It was a mid-week outing for three friends.  We had not seen each other in a year, but when we were together, it felt as if we had never been separated by time.  Our destination was Gulf Shores, Alabama and the beach.  We had several beach trips during the years that we worked together as teachers, but it had been many years since our last trip. Needless to say, there were lots of things to discuss.  Rain was predicted and the Alabama shore was threatened by "The Worst Oil Spill in History," but we didn't care.  Our trip was more about friendship and total relaxation. The rain and the oil held off long enough for us to enjoy our time together.  We were lucky!

On the way we made a couple of stops that were tradition to us.  First, there was the stop in Loxley, Alabama for the Burris Farmer's Market.  This is where we picked up tomatoes and fruit for our leisurely "at the beach" dining.  We made mental notes of which veggies were available and planned to stop back by on our way home.  The market is on the highway and a huge inflatable peach marks the spot.  Behind the market is a bakery and they also serve plate lunches, but the real appeal for us is the produce that is stocked fresh daily.  Silver Queen corn, Kentucky Wonder green beans, Yellow Crookneck squash and Calhoun County peaches were the outstanding picks of our stop.  We hoped they would be available when we returned a few days later. I purchased some of the peaches on the return trip and made a delicious cold peach soup this weekend.  I am posting that recipe.

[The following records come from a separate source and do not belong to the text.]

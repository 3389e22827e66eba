//! Infrastructure layer - external adapters (database, HTTP, filesystem).
//!
//! This layer handles all I/O operations and external dependencies.

pub mod config;
pub mod local_storage;
pub mod remote;

pub use config::{config_file_path, ensure_config_exists, load_config, load_config_from_file};
pub use local_storage::{LocalStorage, MemoryStorage};
pub use remote::{HttpRemote, RemoteSource};
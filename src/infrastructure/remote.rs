//! HTTP adapter for the remote quote source.
//!
//! All network access goes through [`RemoteSource`] so the reconciler and
//! presenter can be exercised against in-process fakes.

use std::time::Duration;

use async_trait::async_trait;
use reqwest::Client;

use crate::domain::{AppError, QuoteRecord, RemoteConfig, RemoteItem, Result};

/// Remote list capability.
#[async_trait]
pub trait RemoteSource: Send + Sync {
    /// Fetch the current remote snapshot.
    ///
    /// # Errors
    /// Returns `AppError::Network` on transport failure, non-2xx status or
    /// an unparseable body.
    async fn fetch_items(&self) -> Result<Vec<RemoteItem>>;

    /// Post a locally created quote. The response body is ignored.
    ///
    /// # Errors
    /// Returns `AppError::Network` if the request fails.
    async fn post_quote(&self, quote: &QuoteRecord) -> Result<()>;
}

/// JSON-over-HTTP remote using `reqwest`.
pub struct HttpRemote {
    client: Client,
    base_url: String,
    limit: u32,
}

impl HttpRemote {
    /// Create a client from configuration.
    ///
    /// # Errors
    /// Returns `AppError::Config` if the HTTP client cannot be built.
    pub fn new(config: &RemoteConfig) -> Result<Self> {
        let client = Client::builder()
            .timeout(Duration::from_secs(config.timeout_secs))
            .build()
            .map_err(|e| AppError::Config {
                message: format!("Failed to build HTTP client: {e}"),
            })?;

        Ok(Self {
            client,
            base_url: config.base_url.trim_end_matches('/').to_string(),
            limit: config.limit,
        })
    }

    fn posts_url(&self) -> String {
        format!("{}/posts", self.base_url)
    }
}

#[async_trait]
impl RemoteSource for HttpRemote {
    async fn fetch_items(&self) -> Result<Vec<RemoteItem>> {
        let url = self.posts_url();
        tracing::debug!(%url, limit = self.limit, "Fetching remote quotes");

        let response = self
            .client
            .get(&url)
            .query(&[("_limit", self.limit)])
            .send()
            .await
            .map_err(|e| AppError::network(&e))?
            .error_for_status()
            .map_err(|e| AppError::network(&e))?;

        response
            .json::<Vec<RemoteItem>>()
            .await
            .map_err(|e| AppError::network(&e))
    }

    async fn post_quote(&self, quote: &QuoteRecord) -> Result<()> {
        let url = self.posts_url();
        tracing::debug!(%url, "Posting quote");

        self.client
            .post(&url)
            .json(quote)
            .send()
            .await
            .map_err(|e| AppError::network(&e))?;

        Ok(())
    }
}

#[cfg(test)]
mod tests {
    use super::*;
    use axum::http::StatusCode;
    use axum::routing::get;
    use axum::Router;

    /// Serve `app` on an ephemeral local port and return its base URL.
    async fn serve(app: Router) -> String {
        let listener = tokio::net::TcpListener::bind("127.0.0.1:0").await.unwrap();
        let addr = listener.local_addr().unwrap();
        tokio::spawn(async move {
            axum::serve(listener, app).await.unwrap();
        });
        format!("http://{addr}")
    }

    fn remote_at(base_url: String) -> HttpRemote {
        let config = RemoteConfig {
            base_url,
            timeout_secs: 2,
            ..RemoteConfig::default()
        };
        HttpRemote::new(&config).unwrap()
    }

    #[test]
    fn test_posts_url_trims_trailing_slash() {
        let config = RemoteConfig {
            base_url: "http://localhost:3000/".to_string(),
            ..RemoteConfig::default()
        };
        let remote = HttpRemote::new(&config).unwrap();
        assert_eq!(remote.posts_url(), "http://localhost:3000/posts");
    }

    #[tokio::test]
    async fn test_fetch_unreachable_host_is_network_error() {
        let config = RemoteConfig {
            base_url: "http://127.0.0.1:9".to_string(),
            timeout_secs: 2,
            ..RemoteConfig::default()
        };
        let remote = HttpRemote::new(&config).unwrap();
        let result = remote.fetch_items().await;
        assert!(matches!(result, Err(AppError::Network { .. })));
    }

    #[tokio::test]
    async fn test_fetch_reads_titles() {
        let app = Router::new().route(
            "/posts",
            get(|| async { r#"[{"userId":1,"id":1,"title":"From server","body":"x"}]"# }),
        );
        let remote = remote_at(serve(app).await);

        let items = remote.fetch_items().await.unwrap();

        assert_eq!(items.len(), 1);
        assert_eq!(items[0].title, "From server");
    }

    #[tokio::test]
    async fn test_fetch_server_error_is_network_error() {
        let app = Router::new().route(
            "/posts",
            get(|| async { (StatusCode::INTERNAL_SERVER_ERROR, "boom") }),
        );
        let remote = remote_at(serve(app).await);

        let result = remote.fetch_items().await;
        assert!(matches!(result, Err(AppError::Network { .. })));
    }

    #[tokio::test]
    async fn test_fetch_non_json_body_is_network_error() {
        let app = Router::new().route("/posts", get(|| async { "<html>not json</html>" }));
        let remote = remote_at(serve(app).await);

        let result = remote.fetch_items().await;
        assert!(matches!(result, Err(AppError::Network { .. })));
    }
}
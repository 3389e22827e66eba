//! Configuration file management.
//!
//! Handles loading and saving TOML configuration files.

use std::fs;
use std::path::{Path, PathBuf};

use crate::domain::{AppConfig, AppError, Result};

/// Default configuration file content.
const DEFAULT_CONFIG: &str = r#"# Quote Keeper Configuration
# Auto-generated - edit as needed

[sync]
# Seconds between remote syncs (default: 30)
interval_secs = 30

# Whether periodic sync is enabled
enabled = true

# Sync once immediately when `watch` starts
sync_on_start = false

[remote]
# Remote API serving a `/posts` list of `{ "title": ... }` items
base_url = "https://jsonplaceholder.typicode.com"

# Items requested per sync
limit = 5

# Request timeout in seconds
timeout_secs = 10

# Post locally added quotes to the remote
post_on_add = true

[paths]
# Custom data directory (optional, defaults to ~/.quote-keeper)
# data_dir = "/custom/path"
"#;

/// Load configuration from file or create default.
///
/// # Errors
/// Returns error if file exists but cannot be read or parsed.
pub fn load_config() -> Result<AppConfig> {
    let config_path = config_file_path();

    if config_path.exists() {
        load_config_from_file(&config_path)
    } else {
        Ok(AppConfig::default())
    }
}

/// Load configuration from a specific file.
///
/// # Errors
/// Returns error if file cannot be read or parsed.
pub fn load_config_from_file(path: &Path) -> Result<AppConfig> {
    let content = fs::read_to_string(path)
        .map_err(|e| AppError::io(format!("Failed to read config file: {}", path.display()), e))?;

    toml::from_str(&content).map_err(|e| AppError::Config {
        message: format!("Failed to parse config file: {e}"),
    })
}

/// Create the default configuration file if it doesn't exist.
///
/// Returns `true` when a new file was written.
///
/// # Errors
/// Returns error if file cannot be created.
pub fn ensure_config_exists(config_path: &Path) -> Result<bool> {
    if config_path.exists() {
        return Ok(false);
    }

    if let Some(parent) = config_path.parent() {
        fs::create_dir_all(parent)
            .map_err(|e| AppError::io("Failed to create config directory", e))?;
    }

    fs::write(config_path, DEFAULT_CONFIG)
        .map_err(|e| AppError::io("Failed to create default config", e))?;

    tracing::info!(path = %config_path.display(), "Created default configuration");

    Ok(true)
}

/// Get the path to the configuration file.
#[must_use]
pub fn config_file_path() -> PathBuf {
    AppConfig::default().config_file_path()
}

#[cfg(test)]
mod tests {
    use super::*;
    use tempfile::tempdir;

    #[test]
    fn test_default_config_parses() {
        let config: AppConfig = toml::from_str(DEFAULT_CONFIG).unwrap();
        assert_eq!(config.sync.interval_secs, 30);
        assert_eq!(config.remote.limit, 5);
        assert_eq!(config.remote.base_url, "https://jsonplaceholder.typicode.com");
        assert!(config.paths.data_dir.is_none());
    }

    #[test]
    fn test_partial_config_uses_defaults() {
        let config: AppConfig = toml::from_str("[sync]\ninterval_secs = 5\n").unwrap();
        assert_eq!(config.sync.interval_secs, 5);
        assert!(config.sync.enabled);
        assert_eq!(config.remote.timeout_secs, 10);
    }

    #[test]
    fn test_save_and_load() {
        let dir = tempdir().unwrap();
        let config_path = dir.path().join("config.toml");

        let mut config = AppConfig::default();
        config.sync.sync_on_start = true;

        let content = toml::to_string_pretty(&config).unwrap();
        fs::write(&config_path, content).unwrap();

        let loaded = load_config_from_file(&config_path).unwrap();

        assert!(loaded.sync.sync_on_start);
        assert_eq!(loaded.remote.limit, config.remote.limit);
    }

    #[test]
    fn test_ensure_config_exists_only_once() {
        let dir = tempdir().unwrap();
        let path = dir.path().join("sub").join("config.toml");

        assert!(ensure_config_exists(&path).unwrap());
        assert!(!ensure_config_exists(&path).unwrap());
        assert!(load_config_from_file(&path).is_ok());
    }

    #[test]
    fn test_invalid_config_is_config_error() {
        let dir = tempdir().unwrap();
        let path = dir.path().join("config.toml");
        fs::write(&path, "[sync]\ninterval_secs = \"soon\"\n").unwrap();

        assert!(matches!(
            load_config_from_file(&path),
            Err(AppError::Config { .. })
        ));
    }
}
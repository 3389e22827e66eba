//! Domain-level error types for quote-keeper.
//!
//! All errors are typed with `thiserror` and provide meaningful context
//! without exposing internal details to end users.

use thiserror::Error;

/// Application-level errors.
#[derive(Error, Debug)]
pub enum AppError {
    /// A required quote field was empty after trimming.
    #[error("Validation error: {field} must not be empty")]
    Validation { field: &'static str },

    /// Persisted quote data could not be decoded.
    #[error("Stored data is corrupt: {message}")]
    StorageParse { message: String },

    /// Failed to open or query the key-value database.
    #[error("Storage error: {message}")]
    Storage {
        message: String,
        #[source]
        source: Option<Box<dyn std::error::Error + Send + Sync>>,
    },

    /// Remote fetch or post failed.
    #[error("Network error: {message}")]
    Network { message: String },

    /// An imported snapshot was not a valid quote array.
    #[error("Import failed: {message}")]
    ImportParse {
        message: String,
        #[source]
        source: Option<serde_json::Error>,
    },

    /// JSON serialization failed.
    #[error("JSON parse error: {message}")]
    JsonParse {
        message: String,
        #[source]
        source: Option<serde_json::Error>,
    },

    /// Configuration or environment error.
    #[error("Configuration error: {message}")]
    Config { message: String },

    /// IO operation failed.
    #[error("IO error: {message}")]
    Io {
        message: String,
        #[source]
        source: Option<std::io::Error>,
    },
}

impl AppError {
    /// Create a storage error from rusqlite error.
    pub fn storage(err: rusqlite::Error) -> Self {
        Self::Storage {
            message: err.to_string(),
            source: Some(Box::new(err)),
        }
    }

    /// Create a JSON parse error.
    pub fn json_parse(err: serde_json::Error) -> Self {
        Self::JsonParse {
            message: err.to_string(),
            source: Some(err),
        }
    }

    /// Create an import error from a failed snapshot decode.
    pub fn import_parse(err: serde_json::Error) -> Self {
        Self::ImportParse {
            message: err.to_string(),
            source: Some(err),
        }
    }

    /// Create a network error from a reqwest failure.
    pub fn network(err: &reqwest::Error) -> Self {
        Self::Network {
            message: err.to_string(),
        }
    }

    /// Create an IO error with context.
    pub fn io(message: impl Into<String>, err: std::io::Error) -> Self {
        Self::Io {
            message: message.into(),
            source: Some(err),
        }
    }
}

/// Result type alias using `AppError`.
pub type Result<T> = std::result::Result<T, AppError>;
use anyhow::{Context, Result};
use chrono::NaiveDate;

use crate::{
    client::{Client, Site},
    crawler::share::{self, TpexResponse},
    declare::Quote,
    error::Error,
    util::{datetime, http},
};

const PATH: &str = "/www/zh-tw/afterTrading/tradingStock";

/// 櫃買中心個股日成交資訊最早到民國83年1月
pub const MINIMUM_DATE: NaiveDate = datetime::ymd(1994, 1, 1);

/// 每一列固定九格
const CELLS: usize = 9;

/// 成交量單位為仟股
const THOUSAND_SHARES: i64 = 1000;

/// 下載上櫃個股日成交資訊，成交量換算成股
pub async fn visit(client: &Client, code: &str, year: i32, month: u32) -> Result<Vec<Quote>> {
    if code.trim().is_empty() {
        return Err(Error::InvalidCode(code.to_string()).into());
    }

    let date = share::first_day_since(year, month, MINIMUM_DATE)?;
    let date = date.format("%Y/%m/%d").to_string();
    let url = client.endpoint(
        Site::Tpex,
        PATH,
        &[("response", "json"), ("date", date.as_str()), ("code", code)],
    )?;
    let res = http::get_json::<TpexResponse>(client.http(), url)
        .await
        .with_context(|| format!("Failed to visit tpex quote {} {}", code, date))?;

    parse(code, res)
}

fn parse(code: &str, res: TpexResponse) -> Result<Vec<Quote>> {
    if res.code != code {
        return Err(Error::Shape(format!(
            "invalid tpex code returned {}, want {}",
            res.code, code
        ))
        .into());
    }

    let rows = res.single_table("quote")?;
    if rows.iter().any(|row| row.len() != CELLS) {
        return Err(Error::Shape("quote fields".to_string()).into());
    }

    share::collect_quotes(rows, |mut quote| {
        quote.volume *= THOUSAND_SHARES;
        quote
    })
}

Another traditional stop for us is Dick Russell's Bar-B-Q Restaurant.  We decided to have lunch there on the way back home.  The menu changes a little each day, but there is always a plate lunch that includes barbecued pork or beef, two sides, bread and dessert.  The price is less than $6.00.  When we did stop on the way home, I ordered a vegetable plate of turnip greens, fried okra, a baked sweet potato.  It was accompanied by corn bread and a slice of luscious bread pudding.  My bill totaled $5.45. I don't know anywhere else that has such good down home food and cheap prices as Dick Russell's.  It's not a fancy place, but if you like fried dill pickles you can find them on the menu.  The service is friendly and quick.  People are normally lined up out the door waiting for a table at lunchtime.

There is also a huge outlet shopping mall on the way to the beach.  We each picked a store that we would like to visit, but we did not linger since the beach was calling us.  We did manage a bit of retail therapy, but....we could always stop by there on the way home, too!

Our condo was conveniently located just off the main highway into Gulf Shores.  We rented it through Brett-Robinson Vacations and were pleased with the location and amenities of Island Winds East.  There was ample parking close to the building.  Unloading our stuff was easy as there were carts and luggage racks readily available.  We were also happy that our "premium" rated unit was clean and stocked with hotel sized toiletries and a starter kit for the kitchen.  We had brought paper towels, garbage bags, etc.  but there were some there.  This is good to know the next time we book through this company.  For our short stay, we could have avoided bringing all the extra stuff since it was provided. We had a two bedroom/two bath apartment that was furnished tastefully, was very very clean and it overlooked the beach.    Good friends and a good place to stay...What more could one want from a vacation?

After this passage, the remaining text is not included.